//! Line item edit form endpoints.

use crate::controller::{parse_positive_id, LineItemValues, LoadedLineItem, SubmitOutcome};
use crate::form::{FormController, FormLayout, LineItemSubmission, RequestContext};
use crate::startup::AppState;
use axum::{
    extract::{Path, State},
    Extension, Form, Json,
};
use serde::Serialize;
use serde_json::Value;
use service_core::error::AppError;
use service_core::middleware::tracing::RequestId;
use std::collections::HashMap;

#[derive(Debug, Serialize)]
pub struct EditFormResponse {
    pub defaults: LineItemValues,
    pub layout: FormLayout,
}

fn request_context(state: &AppState, request_id: Option<Extension<RequestId>>) -> RequestContext {
    let request_id = request_id
        .map(|Extension(id)| id.0)
        .unwrap_or_else(|| "-".to_string());
    RequestContext::new(request_id, state.translator.clone())
}

async fn load(
    state: &AppState,
    ctx: &RequestContext,
    raw_id: &str,
) -> Result<LoadedLineItem, AppError> {
    let id = parse_positive_id(raw_id)?;
    state.controller.load(ctx, id).await
}

/// Render the edit form: default values plus field layout.
pub async fn edit_form(
    State(state): State<AppState>,
    request_id: Option<Extension<RequestId>>,
    Path(id): Path<String>,
) -> Result<Json<EditFormResponse>, AppError> {
    let ctx = request_context(&state, request_id);
    let loaded = load(&state, &ctx, &id).await?;
    let layout = state.controller.build_fields(&ctx, &loaded).await?;

    Ok(Json(EditFormResponse {
        defaults: loaded.defaults,
        layout,
    }))
}

/// Validate and apply a submitted edit form.
pub async fn submit_edit(
    State(state): State<AppState>,
    request_id: Option<Extension<RequestId>>,
    Path(id): Path<String>,
    Form(params): Form<HashMap<String, String>>,
) -> Result<Json<SubmitOutcome>, AppError> {
    let ctx = request_context(&state, request_id);
    let loaded = load(&state, &ctx, &id).await?;
    let submission = LineItemSubmission::from_params(&params)?;
    let outcome = state.controller.process(&ctx, &loaded, submission).await?;
    Ok(Json(outcome))
}

/// Apply an edit from a raw parameter map in test mode.
pub async fn test_submit(
    State(state): State<AppState>,
    request_id: Option<Extension<RequestId>>,
    Path(id): Path<String>,
    Json(body): Json<HashMap<String, Value>>,
) -> Result<Json<SubmitOutcome>, AppError> {
    let ctx = request_context(&state, request_id);
    let mut params: HashMap<String, String> = body
        .into_iter()
        .filter_map(|(key, value)| match value {
            Value::Null => None,
            Value::String(s) => Some((key, s)),
            other => Some((key, other.to_string())),
        })
        .collect();
    params.insert("id".to_string(), id);
    let outcome = state.controller.test_submit(&ctx, &params).await?;
    Ok(Json(outcome))
}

YOUR GOAL =
Write out the records again, exactly as given.

EXPECTED ANSWER =
//! Line item edit form endpoints.

use crate::controller::{parse_positive_id, LineItemValues, LoadedLineItem, SubmitOutcome};
use crate::form::{FormController, FormLayout, LineItemSubmission, RequestContext};
use crate::startup::AppState;
use axum::{
    extract::{Path, State},
    Extension, Form, Json,
};
use serde::Serialize;
use serde_json::Value;
use service_core::error::AppError;
use service_core::middleware::tracing::RequestId;
use std::collections::HashMap;

#[derive(Debug, Serialize)]
pub struct EditFormResponse {
    pub defaults: LineItemValues,
    pub layout: FormLayout,
}

fn request_context(state: &AppState, request_id: Option<Extension<RequestId>>) -> RequestContext {
    let request_id = request_id
        .map(|Extension(id)| id.0)
        .unwrap_or_else(|| "-".to_string());
    RequestContext::new(request_id, state.translator.clone())
}

async fn load(
    state: &AppState,
    ctx: &RequestContext,
    raw_id: &str,
) -> Result<LoadedLineItem, AppError> {
    let id = parse_positive_id(raw_id)?;
    state.controller.load(ctx, id).await
}

/// Render the edit form: default values plus field layout.
pub async fn edit_form(
    State(state): State<AppState>,
    request_id: Option<Extension<RequestId>>,
    Path(id): Path<String>,
) -> Result<Json<EditFormResponse>, AppError> {
    let ctx = request_context(&state, request_id);
    let loaded = load(&state, &ctx, &id).await?;
    let layout = state.controller.build_fields(&ctx, &loaded).await?;

    Ok(Json(EditFormResponse {
        defaults: loaded.defaults,
        layout,
    }))
}

/// Validate and apply a submitted edit form.
pub async fn submit_edit(
    State(state): State<AppState>,
    request_id: Option<Extension<RequestId>>,
    Path(id): Path<String>,
    Form(params): Form<HashMap<String, String>>,
) -> Result<Json<SubmitOutcome>, AppError> {
    let ctx = request_context(&state, request_id);
    let loaded = load(&state, &ctx, &id).await?;
    let submission = LineItemSubmission::from_params(&params)?;
    let outcome = state.controller.process(&ctx, &loaded, submission).await?;
    Ok(Json(outcome))
}

/// Apply an edit from a raw parameter map in test mode.
pub async fn test_submit(
    State(state): State<AppState>,
    request_id: Option<Extension<RequestId>>,
    Path(id): Path<String>,
    Json(body): Json<HashMap<String, Value>>,
) -> Result<Json<SubmitOutcome>, AppError> {
    let ctx = request_context(&state, request_id);
    let mut params: HashMap<String, String> = body
        .into_iter()
        .filter_map(|(key, value)| match value {
            Value::Null => None,
            Value::String(s) => Some((key, s)),
            other => Some((key, other.to_string())),
        })
        .collect();
    params.insert("id".to_string(), id);
    let outcome = state.controller.test_submit(&ctx, &params).await?;
    Ok(Json(outcome))
}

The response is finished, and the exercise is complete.